Results: After optimization, the chromatographic separation was attained on Agilent Zorbax SB C18 (4.6×250mm, 5μm) column using gradient elution of mobile phase: (A) potassium dihydrogen phosphate (pH 2.7; 0.025M) and (B) acetonitrile at ambient column temperature with the last eluted compound in less than 17 min. The flow rate was maintained at 1/2.3 mLmin-1 with UV detection at 245/210 nm using time programming.

Conclusion: The optimized chromatographic method was used for stability, indicating assay of the cited drugs in the presence of their related compounds according to ICH Q2R1 guidelines.

背景：实验设计 (DOE) 被认为是识别影响变异的因素并通过调整这些因素来改善响应的最强大工具。在目前的工作中，DOE 用于建立一种创新、灵敏且精确的 HPLC 方法，用于在原料药和制剂中存在相关化合物的情况下同时测定草酸艾司西酞普兰、盐酸帕罗西汀半水合物和氯硝西泮。

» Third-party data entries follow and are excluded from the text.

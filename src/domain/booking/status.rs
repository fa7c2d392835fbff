use serde::{Deserialize, Serialize};

/// Appointment lifecycle. Ids match the seeded `statuses` rows.
#[derive(Debug, Clone, Copy, PartialEq, Eq, Serialize, Deserialize)]
pub enum AppointmentStatus {
    Reserved,
    Cancelled,
    Completed,
}

impl AppointmentStatus {
    pub fn id(self) -> i32 {
        match self {
            Self::Reserved => 1,
            Self::Cancelled => 2,
            Self::Completed => 3,
        }
    }

    pub fn from_id(id: i32) -> Option<Self> {
        match id {
            1 => Some(Self::Reserved),
            2 => Some(Self::Cancelled),
            3 => Some(Self::Completed),
            _ => None,
        }
    }
}

impl std::fmt::Display for AppointmentStatus {
    fn fmt(&self, f: &mut std::fmt::Formatter<'_>) -> std::fmt::Result {
        match self {
            Self::Reserved => write!(f, "Reserved"),
            Self::Cancelled => write!(f, "Cancelled"),
            Self::Completed => write!(f, "Completed"),
        }
    }
}

#[cfg(test)]
mod tests {
    use super::*;

    #[test]
    fn ids_round_trip() {
        for status in [
            AppointmentStatus::Reserved,
            AppointmentStatus::Cancelled,
            AppointmentStatus::Completed,
        ] {
            assert_eq!(AppointmentStatus::from_id(status.id()), Some(status));
        }
        assert_eq!(AppointmentStatus::from_id(9), None);
    }
}
//! Checkout: converts the user's cart into an order

use chrono::Utc;
use rust_decimal::Decimal;
use sea_orm::{
    ActiveModelTrait, ColumnTrait, DatabaseConnection, EntityTrait, IntoActiveModel, QueryFilter,
    QueryOrder, Set, TransactionTrait,
};
use tracing::info;

use super::cart::find_cart;
use super::views::order_views;
use crate::application::crud::load_map;
use crate::domain::commerce::{format_order_number, OrderResponse};
use crate::infrastructure::database::entities::{cart_item, order, order_item, product};
use crate::shared::{DomainError, DomainResult};

/// Service for order creation and listing
pub struct OrderService {
    db: DatabaseConnection,
}

impl OrderService {
    pub fn new(db: DatabaseConnection) -> Self {
        Self { db }
    }

    /// Creates an order from the user's active cart at current product
    /// prices and empties the cart. All writes share one transaction.
    pub async fn create_order_from_cart(&self, user_id: i32) -> DomainResult<OrderResponse> {
        let txn = self.db.begin().await?;

        let cart = find_cart(&txn, user_id)
            .await?
            .filter(|c| c.is_active)
            .ok_or_else(|| {
                DomainError::DomainRule(format!("No active cart found for user {}.", user_id))
            })?;

        let lines = cart_item::Entity::find()
            .filter(cart_item::Column::CartId.eq(cart.id))
            .order_by_asc(cart_item::Column::Id)
            .all(&txn)
            .await?;
        if lines.is_empty() {
            return Err(DomainError::DomainRule("Cart is empty.".to_string()));
        }

        let products = load_map::<product::Entity, _>(
            &txn,
            product::Column::Id,
            lines.iter().map(|l| l.product_id).collect(),
            |p| p.id,
        )
        .await?;

        // Price every line before writing anything
        let mut priced = Vec::with_capacity(lines.len());
        for line in &lines {
            let unit_price = products
                .get(&line.product_id)
                .map(|p| p.price)
                .ok_or_else(|| DomainError::not_found("Product", line.product_id))?;
            priced.push((line, unit_price, unit_price * Decimal::from(line.quantity)));
        }
        let total_amount: Decimal = priced.iter().map(|(_, _, total)| *total).sum();

        // Header first; the number needs the generated id
        let now = Utc::now();
        let header = order::ActiveModel {
            order_number: Set(String::new()),
            total_amount: Set(total_amount),
            is_active: Set(true),
            user_id: Set(user_id),
            created_at: Set(now),
            ..Default::default()
        }
        .insert(&txn)
        .await?;

        let order_number = format_order_number(header.id, now);
        let mut entity = header.into_active_model();
        entity.order_number = Set(order_number);
        let order = entity.update(&txn).await?;

        for (line, unit_price, total_price) in priced {
            order_item::ActiveModel {
                order_id: Set(order.id),
                product_id: Set(line.product_id),
                quantity: Set(line.quantity),
                unit_price: Set(unit_price),
                total_price: Set(total_price),
                created_at: Set(now),
                ..Default::default()
            }
            .insert(&txn)
            .await?;
        }

        cart_item::Entity::delete_many()
            .filter(cart_item::Column::CartId.eq(cart.id))
            .exec(&txn)
            .await?;

        txn.commit().await?;

        info!(
            user_id,
            order_id = order.id,
            order_number = %order.order_number,
            total = %order.total_amount,
            lines = lines.len(),
            "Order created from cart"
        );

        order_views(&self.db, vec![order])
            .await?
            .pop()
            .ok_or_else(|| DomainError::Storage("Order view mapping returned nothing".to_string()))
    }

    /// The user's orders, newest first
    pub async fn list_orders_for_user(&self, user_id: i32) -> DomainResult<Vec<OrderResponse>> {
        let orders = order::Entity::find()
            .filter(order::Column::UserId.eq(user_id))
            .order_by_desc(order::Column::CreatedAt)
            .order_by_desc(order::Column::Id)
            .all(&self.db)
            .await?;
        order_views(&self.db, orders).await
    }
}

#[cfg(test)]
mod tests {
    use super::*;

    use crate::application::commerce::CartService;
    use crate::test_utils::{create_product, create_user, test_db};

    fn looks_like_order_number(s: &str) -> bool {
        let parts: Vec<&str> = s.split('-').collect();
        parts.len() == 3
            && parts[0] == "ORD"
            && parts[1].len() == 14
            && parts[1].chars().all(|c| c.is_ascii_digit())
            && parts[2].len() == 3
            && parts[2].chars().all(|c| c.is_ascii_digit())
    }

    #[tokio::test]
    async fn checkout_converts_cart_lines() {
        let db = test_db().await;
        let user = create_user(&db, "client").await;
        let a = create_product(&db, "A", Decimal::from(10)).await;
        let b = create_product(&db, "B", Decimal::from(12)).await;
        let carts = CartService::new(db.clone());
        let orders = OrderService::new(db);

        carts.add_item(user.id, a.id, 2).await.unwrap();
        carts.add_item(user.id, b.id, 1).await.unwrap();

        let order = orders.create_order_from_cart(user.id).await.unwrap();
        assert_eq!(order.total_amount, Decimal::from(32));
        assert_eq!(order.total_items, 2);
        assert_eq!(order.order_items.len(), 2);
        assert_eq!(order.order_items[0].unit_price, Decimal::from(10));
        assert_eq!(order.order_items[0].total_price, Decimal::from(20));
        assert!(looks_like_order_number(&order.order_number), "{}", order.order_number);
        assert!(order.order_number.ends_with(&format!("{:03}", order.id)));

        let cart = carts.get_or_create(user.id).await.unwrap();
        assert!(cart.is_active);
        assert!(cart.cart_items.is_empty());
    }

    #[tokio::test]
    async fn empty_or_missing_cart_cannot_check_out() {
        let db = test_db().await;
        let user = create_user(&db, "client").await;
        let carts = CartService::new(db.clone());
        let orders = OrderService::new(db);

        let err = orders.create_order_from_cart(user.id).await.unwrap_err();
        assert!(matches!(err, DomainError::DomainRule(_)));

        carts.get_or_create(user.id).await.unwrap();
        let err = orders.create_order_from_cart(user.id).await.unwrap_err();
        assert!(matches!(err, DomainError::DomainRule(_)));
        assert!(orders.list_orders_for_user(user.id).await.unwrap().is_empty());
    }

    #[tokio::test]
    async fn inactive_cart_cannot_check_out() {
        let db = test_db().await;
        let user = create_user(&db, "client").await;
        let gel = create_product(&db, "Gel", Decimal::from(10)).await;
        let carts = CartService::new(db.clone());
        let orders = OrderService::new(db);

        let cart = carts.add_item(user.id, gel.id, 1).await.unwrap();
        carts.deactivate_cart(cart.id, user.id).await.unwrap();

        let err = orders.create_order_from_cart(user.id).await.unwrap_err();
        assert!(matches!(err, DomainError::DomainRule(_)));
    }

    #[tokio::test]
    async fn orders_listed_newest_first() {
        let db = test_db().await;
        let user = create_user(&db, "client").await;
        let gel = create_product(&db, "Gel", Decimal::from(10)).await;
        let carts = CartService::new(db.clone());
        let orders = OrderService::new(db);

        carts.add_item(user.id, gel.id, 1).await.unwrap();
        let first = orders.create_order_from_cart(user.id).await.unwrap();
        carts.add_item(user.id, gel.id, 3).await.unwrap();
        let second = orders.create_order_from_cart(user.id).await.unwrap();

        let listed = orders.list_orders_for_user(user.id).await.unwrap();
        assert_eq!(listed.len(), 2);
        assert_eq!(listed[0].id, second.id);
        assert_eq!(listed[1].id, first.id);
        assert_eq!(listed[0].total_amount, Decimal::from(30));
    }
}
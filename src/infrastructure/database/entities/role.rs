use chrono::{DateTime, Utc};
use sea_orm::entity::prelude::*;
use serde::{Deserialize, Serialize};

/// Role name that qualifies a user to take appointments
pub const HAIRDRESSER_ROLE: &str = "Hairdresser";

#[derive(Clone, Debug, PartialEq, DeriveEntityModel, Serialize, Deserialize)]
#[sea_orm(table_name = "roles")]
pub struct Model {
    #[sea_orm(primary_key)]
    pub id: i32,
    #[sea_orm(unique)]
    pub name: String,
    pub description: Option<String>,
    pub is_active: bool,
    pub created_at: DateTime<Utc>,
}

#[derive(Copy, Clone, Debug, EnumIter, DeriveRelation)]
pub enum Relation {
    #[sea_orm(has_many = "super::user_role::Entity")]
    UserRoles,
}

impl Related<super::user_role::Entity> for Entity {
    fn to() -> RelationDef {
        Relation::UserRoles.def()
    }
}

impl ActiveModelBehavior for ActiveModel {}
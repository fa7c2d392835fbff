//! Catalog resources served by the generic CRUD engine

pub mod category;
pub mod manufacturer;
pub mod product;
pub mod reference;
pub mod services;

pub use category::CategoryResource;
pub use manufacturer::ManufacturerResource;
pub use product::{product_views, ProductResource};
pub use reference::{CityResource, LengthResource, StatusResource};
pub use services::{DyingResource, FacialHairResource, HairstyleResource};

方法：使用 Plackett-Burman 设计 (PBD) 筛选缓冲液摩尔浓度、梯度开始/结束时的有机改性剂百分比（乙腈含量）、梯度开始/结束时的流速、流动相的 pH 值和柱温） 模型。主效应图显示梯度开始/结束时的有机改性剂百分比和梯度开始时的流速是影响峰分辨率的统计学显着变量 (p<0.05)。然后使用 Box-Behnken 设计 (BBD) 作为优化模型，通过研究这三个因素的相互作用和二次效应，以最少的实验次数获得尽可能高的分辨率。最后，通过合意性函数可以达到预测峰分辨率的最佳条件。

结果：优化后，在 Agilent Zorbax SB C18（4.6×250mm，5μm）色谱柱上实现色谱分离，流动相梯度洗脱：（A）磷酸二氢钾（pH 2.7；0.025M）和（B）乙腈，室温最后洗脱的化合物在不到 17 分钟的时间内达到柱温。流速保持在 1/2.3 mLmin-1，使用时间编程在 245/210 nm 处进行 UV 检测。

结论：优化的色谱方法用于稳定性，表明根据 ICH Q2R1 指南，在相关化合物存在的情况下对引用的药物进行分析。